= SOURCE RECORDS =
════════

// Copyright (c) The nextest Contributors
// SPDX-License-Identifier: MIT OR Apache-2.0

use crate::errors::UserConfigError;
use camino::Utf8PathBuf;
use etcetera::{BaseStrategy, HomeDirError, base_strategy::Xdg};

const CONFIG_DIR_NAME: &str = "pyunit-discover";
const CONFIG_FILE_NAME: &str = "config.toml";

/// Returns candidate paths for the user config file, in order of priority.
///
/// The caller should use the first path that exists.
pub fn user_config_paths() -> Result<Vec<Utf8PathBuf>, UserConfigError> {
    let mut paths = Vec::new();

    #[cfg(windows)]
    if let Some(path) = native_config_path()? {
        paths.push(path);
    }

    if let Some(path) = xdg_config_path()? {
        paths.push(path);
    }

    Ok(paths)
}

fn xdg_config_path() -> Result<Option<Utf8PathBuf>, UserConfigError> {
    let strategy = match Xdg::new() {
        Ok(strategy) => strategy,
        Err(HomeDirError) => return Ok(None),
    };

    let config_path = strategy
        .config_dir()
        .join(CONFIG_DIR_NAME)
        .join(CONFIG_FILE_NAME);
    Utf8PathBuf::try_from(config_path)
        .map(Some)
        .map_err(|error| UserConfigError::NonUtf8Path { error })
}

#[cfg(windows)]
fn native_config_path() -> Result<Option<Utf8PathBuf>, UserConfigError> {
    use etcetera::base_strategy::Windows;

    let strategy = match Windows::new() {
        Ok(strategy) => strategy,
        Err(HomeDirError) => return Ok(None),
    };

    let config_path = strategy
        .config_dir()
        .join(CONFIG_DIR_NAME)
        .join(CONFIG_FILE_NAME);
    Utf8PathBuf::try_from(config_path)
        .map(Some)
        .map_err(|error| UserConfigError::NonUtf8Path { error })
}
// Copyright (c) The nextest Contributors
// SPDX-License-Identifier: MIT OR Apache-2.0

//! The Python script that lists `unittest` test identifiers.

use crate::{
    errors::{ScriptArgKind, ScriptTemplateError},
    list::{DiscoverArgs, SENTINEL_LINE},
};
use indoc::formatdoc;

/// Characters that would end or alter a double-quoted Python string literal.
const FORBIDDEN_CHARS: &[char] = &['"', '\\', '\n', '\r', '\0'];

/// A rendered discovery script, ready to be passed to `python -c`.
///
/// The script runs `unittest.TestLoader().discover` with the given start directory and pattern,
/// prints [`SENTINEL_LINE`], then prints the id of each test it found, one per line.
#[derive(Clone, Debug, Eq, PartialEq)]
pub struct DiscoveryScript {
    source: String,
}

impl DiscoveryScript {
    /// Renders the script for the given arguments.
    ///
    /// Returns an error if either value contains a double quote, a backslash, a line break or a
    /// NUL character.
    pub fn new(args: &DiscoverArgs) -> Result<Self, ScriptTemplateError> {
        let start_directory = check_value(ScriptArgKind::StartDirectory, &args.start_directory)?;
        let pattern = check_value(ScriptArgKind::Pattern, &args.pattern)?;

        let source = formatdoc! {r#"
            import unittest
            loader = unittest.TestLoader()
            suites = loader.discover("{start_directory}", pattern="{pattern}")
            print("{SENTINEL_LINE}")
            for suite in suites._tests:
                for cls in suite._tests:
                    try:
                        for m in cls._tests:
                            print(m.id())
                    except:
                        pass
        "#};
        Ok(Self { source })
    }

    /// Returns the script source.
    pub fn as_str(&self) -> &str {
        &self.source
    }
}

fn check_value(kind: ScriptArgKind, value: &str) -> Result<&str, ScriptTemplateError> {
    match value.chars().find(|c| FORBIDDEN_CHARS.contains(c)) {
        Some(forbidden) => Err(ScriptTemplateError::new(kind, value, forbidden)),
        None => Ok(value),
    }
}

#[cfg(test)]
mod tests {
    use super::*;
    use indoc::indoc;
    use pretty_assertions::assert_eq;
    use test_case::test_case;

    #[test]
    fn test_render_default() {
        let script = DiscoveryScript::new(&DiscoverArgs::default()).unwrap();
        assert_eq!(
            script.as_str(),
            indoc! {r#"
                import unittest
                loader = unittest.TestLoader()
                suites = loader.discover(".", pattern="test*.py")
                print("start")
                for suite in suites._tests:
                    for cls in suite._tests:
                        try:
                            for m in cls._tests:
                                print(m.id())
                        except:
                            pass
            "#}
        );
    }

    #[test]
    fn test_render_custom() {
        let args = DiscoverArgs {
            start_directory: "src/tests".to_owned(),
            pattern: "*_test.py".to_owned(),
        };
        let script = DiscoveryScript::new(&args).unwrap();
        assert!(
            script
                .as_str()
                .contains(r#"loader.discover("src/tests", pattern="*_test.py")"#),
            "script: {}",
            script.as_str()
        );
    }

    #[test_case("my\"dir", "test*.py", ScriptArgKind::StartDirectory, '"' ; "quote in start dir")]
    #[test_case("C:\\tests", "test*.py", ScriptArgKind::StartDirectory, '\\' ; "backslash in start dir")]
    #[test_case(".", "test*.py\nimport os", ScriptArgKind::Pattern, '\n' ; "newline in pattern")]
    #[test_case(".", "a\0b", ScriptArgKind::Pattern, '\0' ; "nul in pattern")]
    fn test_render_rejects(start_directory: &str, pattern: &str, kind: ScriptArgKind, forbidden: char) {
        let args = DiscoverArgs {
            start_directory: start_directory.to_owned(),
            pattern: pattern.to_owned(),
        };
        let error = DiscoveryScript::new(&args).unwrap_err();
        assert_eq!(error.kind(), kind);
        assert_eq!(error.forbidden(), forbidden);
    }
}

════════

= WHAT IS BEING ASKED =
All that belongs in the answer is an exact copy of the lines from the start of the records above through the line with "fn native_config_path() ->".

= EXERCISE RESULT =
// Copyright (c) The nextest Contributors
// SPDX-License-Identifier: MIT OR Apache-2.0

use crate::errors::UserConfigError;
use camino::Utf8PathBuf;
use etcetera::{BaseStrategy, HomeDirError, base_strategy::Xdg};

const CONFIG_DIR_NAME: &str = "pyunit-discover";
const CONFIG_FILE_NAME: &str = "config.toml";

/// Returns candidate paths for the user config file, in order of priority.
///
/// The caller should use the first path that exists.
pub fn user_config_paths() -> Result<Vec<Utf8PathBuf>, UserConfigError> {
    let mut paths = Vec::new();

    #[cfg(windows)]
    if let Some(path) = native_config_path()? {
        paths.push(path);
    }

    if let Some(path) = xdg_config_path()? {
        paths.push(path);
    }

    Ok(paths)
}

fn xdg_config_path() -> Result<Option<Utf8PathBuf>, UserConfigError> {
    let strategy = match Xdg::new() {
        Ok(strategy) => strategy,
        Err(HomeDirError) => return Ok(None),
    };

    let config_path = strategy
        .config_dir()
        .join(CONFIG_DIR_NAME)
        .join(CONFIG_FILE_NAME);
    Utf8PathBuf::try_from(config_path)
        .map(Some)
        .map_err(|error| UserConfigError::NonUtf8Path { error })
}

#[cfg(windows)]
fn native_config_path() -> Result<Option<Utf8PathBuf>, UserConfigError> {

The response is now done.